*What this task involves*
The material must be repeated exactly, with every line intact.

*Extracted data*
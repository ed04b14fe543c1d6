//! Playback states and the transition bookkeeping

use serde::{Deserialize, Serialize};
use std::fmt;
use vela_core::{Asset, PlaybackError};

/// Playback state
///
/// Exactly one state is active at a time. Equality is looser than structural
/// equality: two `SettingUp` states are equal iff their asset URLs match, and
/// any two `Failed` states are equal regardless of the error they carry.
#[derive(Debug, Clone, Serialize, Deserialize)]
pub enum PlaybackState {
    /// No asset ready; initial state and the idle state after validation
    Uninitialized,

    /// Asset accepted, capability keys being validated
    SettingUp(Asset),

    /// Playing
    Playing,

    /// Paused by the user
    Paused,

    /// Paused by an external interruption (audio session)
    Interrupted,

    /// Waiting for enough media to be loaded
    Buffering,

    /// Reached the end of the media or the loop end
    Finished,

    /// Unrecoverable until a fresh setup
    Failed(PlaybackError),
}

impl PlaybackState {
    /// Short state name for logs
    pub fn name(&self) -> &'static str {
        match self {
            PlaybackState::Uninitialized => "uninitialized",
            PlaybackState::SettingUp(_) => "setting-up",
            PlaybackState::Playing => "playing",
            PlaybackState::Paused => "paused",
            PlaybackState::Interrupted => "interrupted",
            PlaybackState::Buffering => "buffering",
            PlaybackState::Finished => "finished",
            PlaybackState::Failed(_) => "failed",
        }
    }

    /// Check if currently playing
    pub fn is_playing(&self) -> bool {
        matches!(self, PlaybackState::Playing)
    }

    /// Check if buffering
    pub fn is_buffering(&self) -> bool {
        matches!(self, PlaybackState::Buffering)
    }

    /// Check if finished
    pub fn is_finished(&self) -> bool {
        matches!(self, PlaybackState::Finished)
    }

    /// Check if failed
    pub fn is_failed(&self) -> bool {
        matches!(self, PlaybackState::Failed(_))
    }
}

impl PartialEq for PlaybackState {
    fn eq(&self, other: &Self) -> bool {
        match (self, other) {
            (PlaybackState::SettingUp(a), PlaybackState::SettingUp(b)) => a.url() == b.url(),
            (PlaybackState::Failed(_), PlaybackState::Failed(_)) => true,
            _ => std::mem::discriminant(self) == std::mem::discriminant(other),
        }
    }
}

impl fmt::Display for PlaybackState {
    fn fmt(&self, f: &mut fmt::Formatter<'_>) -> fmt::Result {
        match self {
            PlaybackState::SettingUp(asset) => write!(f, "setting-up({})", asset.url()),
            PlaybackState::Failed(err) => write!(f, "failed({})", err),
            other => f.write_str(other.name()),
        }
    }
}

/// Current/previous state pair
///
/// Only records transitions; the controller applies side effects.
#[derive(Debug, Clone)]
pub struct StateMachine {
    current: PlaybackState,
    previous: PlaybackState,
}

impl Default for StateMachine {
    fn default() -> Self {
        Self::new()
    }
}

impl StateMachine {
    /// Create a machine in `Uninitialized`
    pub fn new() -> Self {
        Self {
            current: PlaybackState::Uninitialized,
            previous: PlaybackState::Uninitialized,
        }
    }

    /// Active state
    pub fn current(&self) -> &PlaybackState {
        &self.current
    }

    /// State held immediately before the last accepted transition
    pub fn previous(&self) -> &PlaybackState {
        &self.previous
    }

    /// Move to `next`
    ///
    /// Returns the replaced state, or `None` if `next` equals the current
    /// state and nothing changed.
    pub fn transition(&mut self, next: PlaybackState) -> Option<PlaybackState> {
        if next == self.current {
            return None;
        }

        let replaced = std::mem::replace(&mut self.current, next);
        self.previous = replaced.clone();
        Some(replaced)
    }
}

*Result*
repository ed04b14fe543c1d6
//! Playback states and the transition bookkeeping

use serde::{Deserialize, Serialize};
use std::fmt;
use vela_core::{Asset, PlaybackError};

/// Playback state
///
/// Exactly one state is active at a time. Equality is looser than structural
/// equality: two `SettingUp` states are equal iff their asset URLs match, and
/// any two `Failed` states are equal regardless of the error they carry.
#[derive(Debug, Clone, Serialize, Deserialize)]
pub enum PlaybackState {
    /// No asset ready; initial state and the idle state after validation
    Uninitialized,

    /// Asset accepted, capability keys being validated
    SettingUp(Asset),

    /// Playing
    Playing,

    /// Paused by the user
    Paused,

    /// Paused by an external interruption (audio session)
    Interrupted,

    /// Waiting for enough media to be loaded
    Buffering,

    /// Reached the end of the media or the loop end
    Finished,

    /// Unrecoverable until a fresh setup
    Failed(PlaybackError),
}

impl PlaybackState {
    /// Short state name for logs
    pub fn name(&self) -> &'static str {
        match self {
            PlaybackState::Uninitialized => "uninitialized",
            PlaybackState::SettingUp(_) => "setting-up",
            PlaybackState::Playing => "playing",
            PlaybackState::Paused => "paused",
            PlaybackState::Interrupted => "interrupted",
            PlaybackState::Buffering => "buffering",
            PlaybackState::Finished => "finished",
            PlaybackState::Failed(_) => "failed",
        }
    }

    /// Check if currently playing
    pub fn is_playing(&self) -> bool {
        matches!(self, PlaybackState::Playing)
    }

    /// Check if buffering
    pub fn is_buffering(&self) -> bool {
        matches!(self, PlaybackState::Buffering)
    }

    /// Check if finished
    pub fn is_finished(&self) -> bool {
        matches!(self, PlaybackState::Finished)
    }

    /// Check if failed
    pub fn is_failed(&self) -> bool {
        matches!(self, PlaybackState::Failed(_))
    }
}

impl PartialEq for PlaybackState {
    fn eq(&self, other: &Self) -> bool {
        match (self, other) {
            (PlaybackState::SettingUp(a), PlaybackState::SettingUp(b)) => a.url() == b.url(),
            (PlaybackState::Failed(_), PlaybackState::Failed(_)) => true,
            _ => std::mem::discriminant(self) == std::mem::discriminant(other),
        }
    }
}

impl fmt::Display for PlaybackState {
    fn fmt(&self, f: &mut fmt::Formatter<'_>) -> fmt::Result {
        match self {
            PlaybackState::SettingUp(asset) => write!(f, "setting-up({})", asset.url()),
            PlaybackState::Failed(err) => write!(f, "failed({})", err),
            other => f.write_str(other.name()),
        }
    }
}

/// Current/previous state pair
///
/// Only records transitions; the controller applies side effects.
#[derive(Debug, Clone)]
pub struct StateMachine {
    current: PlaybackState,
    previous: PlaybackState,
}

impl Default for StateMachine {
    fn default() -> Self {
        Self::new()
    }
}

impl StateMachine {
    /// Create a machine in `Uninitialized`
    pub fn new() -> Self {
        Self {
            current: PlaybackState::Uninitialized,
            previous: PlaybackState::Uninitialized,
        }
    }

    /// Active state
    pub fn current(&self) -> &PlaybackState {
        &self.current
    }

    /// State held immediately before the last accepted transition
    pub fn previous(&self) -> &PlaybackState {
        &self.previous
    }

    /// Move to `next`
    ///
    /// Returns the replaced state, or `None` if `next` equals the current
    /// state and nothing changed.
    pub fn transition(&mut self, next: PlaybackState) -> Option<PlaybackState> {
        if next == self.current {
            return None;
        }

        let replaced = std::mem::replace(&mut self.current, next);
        self.previous = replaced.clone();
        Some(replaced)
    }
}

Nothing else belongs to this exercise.